[Task item] Starting with the first line below, reproduce each line exactly until you have included the one bearing "use crate::credentials::AccessToken;".

[Recorded information]
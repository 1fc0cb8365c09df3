use anyhow::{Context, Result};
use reqwest::{Client, Method, StatusCode, Url};
use serde_json::Value;
use std::collections::BTreeSet;

use crate::config::Config;
use crate::credentials::AccessToken;
use crate::error::{classify, ErrorContext, ErrorKind, GraphError, Operation};
use crate::object::{Attachment, Connection, GraphObject, ObjectBatch};
use crate::retry::RetryPolicy;

/// API client for a REST-style social graph service
///
/// Reads are GET requests, writes are form-encoded POSTs. The access token is
/// attached to every request as the `access_token` parameter.
#[derive(Clone)]
pub struct GraphClient {
    client: Client,
    base_url: String,
    access_token: Option<AccessToken>,
    retry: RetryPolicy,
}

impl GraphClient {
    /// Create a client acting on behalf of `access_token`
    pub fn new(config: &Config, access_token: AccessToken) -> Result<Self> {
        Self::build(config, Some(access_token))
    }

    /// Create a client without credentials; only public reads succeed
    pub fn anonymous(config: &Config) -> Result<Self> {
        Self::build(config, None)
    }

    fn build(config: &Config, access_token: Option<AccessToken>) -> Result<Self> {
        let client = Client::builder()
            .timeout(config.request_timeout)
            .build()
            .context("Failed to build HTTP client")?;

        Ok(Self {
            client,
            base_url: config.base_url.trim_end_matches('/').to_string(),
            access_token,
            retry: config.retry,
        })
    }

    pub fn base_url(&self) -> &str {
        &self.base_url
    }

    pub fn is_authenticated(&self) -> bool {
        self.access_token.is_some()
    }

    /// Fetch a single object by identifier or alias (e.g. "me")
    pub async fn fetch_object(&self, identifier: &str) -> Result<GraphObject, GraphError> {
        let op = Operation::FetchObject;
        let path = object_path(op, identifier, &[identifier])?;
        let body = self.get(op, identifier, &path, Vec::new()).await?;
        decode_object(op, identifier, &body)
    }

    /// Fetch several objects in one request
    ///
    /// Identifiers that are malformed, unknown or not visible to this client
    /// are reported in [`ObjectBatch::failures`] rather than failing the
    /// whole call. Transient failures still propagate.
    pub async fn fetch_objects<I, S>(&self, identifiers: I) -> Result<ObjectBatch, GraphError>
    where
        I: IntoIterator<Item = S>,
        S: AsRef<str>,
    {
        let op = Operation::FetchObjects;
        let (ids, invalid): (BTreeSet<String>, BTreeSet<String>) = identifiers
            .into_iter()
            .map(|id| id.as_ref().trim().to_string())
            .partition(|id| !id.is_empty() && !id.contains(','));

        let mut batch = if ids.is_empty() {
            ObjectBatch::default()
        } else {
            self.fetch_batch(op, ids).await?
        };

        for id in invalid {
            let err = GraphError::validation(op, &id, "identifier cannot be empty or contain ','");
            batch.failures.insert(id, err);
        }
        Ok(batch)
    }

    async fn fetch_batch(&self, op: Operation, ids: BTreeSet<String>) -> Result<ObjectBatch, GraphError> {
        let joined = ids.iter().map(String::as_str).collect::<Vec<_>>().join(",");
        match self.get(op, &joined, "", vec![("ids", joined.clone())]).await {
            Ok(body) => split_batch(op, &joined, ids, &body),
            // The service rejects the whole batch when any alias is unknown or private
            Err(err) if err.is_not_found() || err.is_auth() => {
                tracing::debug!(
                    "Batch fetch of [{}] failed ({:?}), fetching individually",
                    joined,
                    err.kind()
                );
                Ok(self.fetch_individually(ids).await)
            }
            Err(err) => Err(err),
        }
    }

    async fn fetch_individually(&self, ids: BTreeSet<String>) -> ObjectBatch {
        let mut batch = ObjectBatch::default();
        for id in ids {
            match self.fetch_object(&id).await {
                Ok(object) => {
                    batch.objects.insert(id, object);
                }
                Err(err) => {
                    batch.failures.insert(id, err);
                }
            }
        }
        batch
    }

    /// Fetch a named connection of an object, e.g. ("lukeshepard", "likes")
    pub async fn fetch_connection(
        &self,
        identifier: &str,
        relation: &str,
    ) -> Result<Connection, GraphError> {
        let op = Operation::FetchConnection;
        let target = format!("{}/{}", identifier, relation);
        let path = object_path(op, &target, &[identifier, relation])?;
        let body = self.get(op, &target, &path, Vec::new()).await?;
        decode_connection(op, &target, &body)
    }

    /// Post a message to the authenticated user's feed
    pub async fn publish_post(
        &self,
        message: &str,
        attachment: Option<&Attachment>,
    ) -> Result<GraphObject, GraphError> {
        self.publish_post_to("me", message, attachment).await
    }

    /// Post a message to the feed of `profile_id`
    pub async fn publish_post_to(
        &self,
        profile_id: &str,
        message: &str,
        attachment: Option<&Attachment>,
    ) -> Result<GraphObject, GraphError> {
        let op = Operation::PublishPost;
        let target = format!("{}/feed", profile_id);
        let path = object_path(op, &target, &[profile_id, "feed"])?;

        if message.trim().is_empty() {
            return Err(GraphError::validation(op, &target, "message cannot be empty"));
        }

        let mut params = vec![("message", message.to_string())];
        if let Some(attachment) = attachment {
            if let Some(key) = attachment.reserved_key() {
                return Err(GraphError::validation(
                    op,
                    &target,
                    format!("attachment may not set reserved field '{}'", key),
                ));
            }
            params.extend(attachment.iter().map(|(k, v)| (k, v.to_string())));
        }

        let body = self.post(op, &target, &path, params).await?;
        decode_created(op, &target, &body)
    }

    /// Comment on an existing object
    pub async fn publish_comment(&self, target_id: &str, text: &str) -> Result<GraphObject, GraphError> {
        let op = Operation::PublishComment;
        let path = object_path(op, target_id, &[target_id, "comments"])?;

        if text.trim().is_empty() {
            return Err(GraphError::validation(op, target_id, "comment text cannot be empty"));
        }

        let body = self
            .post(op, target_id, &path, vec![("message", text.to_string())])
            .await?;
        decode_created(op, target_id, &body)
    }

    /// Like an object. Liking an already-liked object succeeds.
    pub async fn publish_like(&self, target_id: &str) -> Result<bool, GraphError> {
        let op = Operation::PublishLike;
        let path = object_path(op, target_id, &[target_id, "likes"])?;
        let body = self.post(op, target_id, &path, Vec::new()).await?;
        decode_bool(op, target_id, &body)
    }

    /// Delete an object. Deleting twice fails with a not-found error.
    pub async fn delete_object(&self, identifier: &str) -> Result<bool, GraphError> {
        let op = Operation::DeleteObject;
        let path = object_path(op, identifier, &[identifier])?;
        let body = self
            .post(op, identifier, &path, vec![("method", "delete".to_string())])
            .await?;
        decode_bool(op, identifier, &body)
    }

    /// Search the graph; `kind` narrows results (e.g. "page", "user")
    pub async fn search(&self, query: &str, kind: Option<&str>) -> Result<Connection, GraphError> {
        let op = Operation::Search;
        if query.trim().is_empty() {
            return Err(GraphError::validation(op, query, "search query cannot be empty"));
        }

        let mut params = vec![("q", query.to_string())];
        if let Some(kind) = kind {
            params.push(("type", kind.to_string()));
        }

        let body = self.get(op, query, "search", params).await?;
        decode_connection(op, query, &body)
    }

    /// Follow the `paging.next` link of a connection, if any
    pub async fn next_page(&self, connection: &Connection) -> Result<Option<Connection>, GraphError> {
        let op = Operation::NextPage;
        let Some(next) = connection.next_page_url() else {
            return Ok(None);
        };
        let target = strip_query(next);

        let url = Url::parse(next)
            .map_err(|e| GraphError::validation(op, target, format!("invalid paging URL: {}", e)))?;
        let base = Url::parse(&self.base_url)
            .map_err(|e| GraphError::validation(op, target, format!("invalid base URL: {}", e)))?;
        if url.origin() != base.origin() {
            return Err(GraphError::validation(
                op,
                target,
                "paging URL points outside the configured graph host",
            ));
        }

        let has_token = url.query_pairs().any(|(key, _)| key == "access_token");
        let body = self
            .send(op, target, Method::GET, url.as_str(), Vec::new(), !has_token)
            .await?;
        decode_connection(op, target, &body).map(Some)
    }

    async fn get(
        &self,
        op: Operation,
        target: &str,
        path: &str,
        params: Vec<(&str, String)>,
    ) -> Result<String, GraphError> {
        let url = format!("{}/{}", self.base_url, path);
        self.send(op, target, Method::GET, &url, params, true).await
    }

    async fn post(
        &self,
        op: Operation,
        target: &str,
        path: &str,
        params: Vec<(&str, String)>,
    ) -> Result<String, GraphError> {
        if self.access_token.is_none() {
            return Err(GraphError::missing_token(op, target));
        }
        let url = format!("{}/{}", self.base_url, path);
        self.send(op, target, Method::POST, &url, params, true).await
    }

    /// Issue one logical request, replaying transient transport failures
    /// within the retry bound. Writes are only replayed when the request
    /// never reached the server.
    async fn send(
        &self,
        op: Operation,
        target: &str,
        method: Method,
        url: &str,
        mut params: Vec<(&str, String)>,
        attach_token: bool,
    ) -> Result<String, GraphError> {
        if attach_token {
            if let Some(token) = &self.access_token {
                params.push(("access_token", token.expose().to_string()));
            }
        }

        let mut attempt: u32 = 0;
        loop {
            attempt += 1;
            tracing::debug!(
                operation = %op,
                attempt = attempt,
                "{} {}",
                method,
                strip_query(url)
            );

            let request = self.client.request(method.clone(), url);
            let request = if method == Method::GET {
                request.query(&params)
            } else {
                request.form(&params)
            };

            let (kind, status, message, replayable) = match request.send().await {
                Ok(response) => {
                    let status = response.status();
                    match response.text().await {
                        Ok(body) if status.is_success() => return Ok(body),
                        Ok(body) => {
                            let (kind, message) = classify(status, &body);
                            (kind, Some(status), message, !op.is_write())
                        }
                        Err(e) => (
                            ErrorKind::Transient,
                            Some(status),
                            format!("failed to read response body: {}", e.without_url()),
                            !op.is_write(),
                        ),
                    }
                }
                Err(e) => transport_failure(op, e),
            };

            if kind == ErrorKind::Transient && replayable && self.retry.allows_retry_after(attempt) {
                tracing::warn!(
                    operation = %op,
                    target = %target,
                    attempt = attempt,
                    "Transient failure, retrying in {:?}: {}",
                    self.retry.delay_before_retry(attempt),
                    message
                );
                self.retry.wait(attempt).await;
                continue;
            }

            let context = ErrorContext {
                operation: op,
                target: target.to_string(),
                status: status.map(|s| s.as_u16()),
            };
            return Err(match kind {
                ErrorKind::Transient => GraphError::Transient {
                    context,
                    attempts: attempt,
                    message,
                },
                other => GraphError::of_kind(other, context, message),
            });
        }
    }
}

[Answer space]
repository 1fc0cb8365c09df3
use anyhow::{Context, Result};
use reqwest::{Client, Method, StatusCode, Url};
use serde_json::Value;
use std::collections::BTreeSet;

use crate::config::Config;
use crate::credentials::AccessToken;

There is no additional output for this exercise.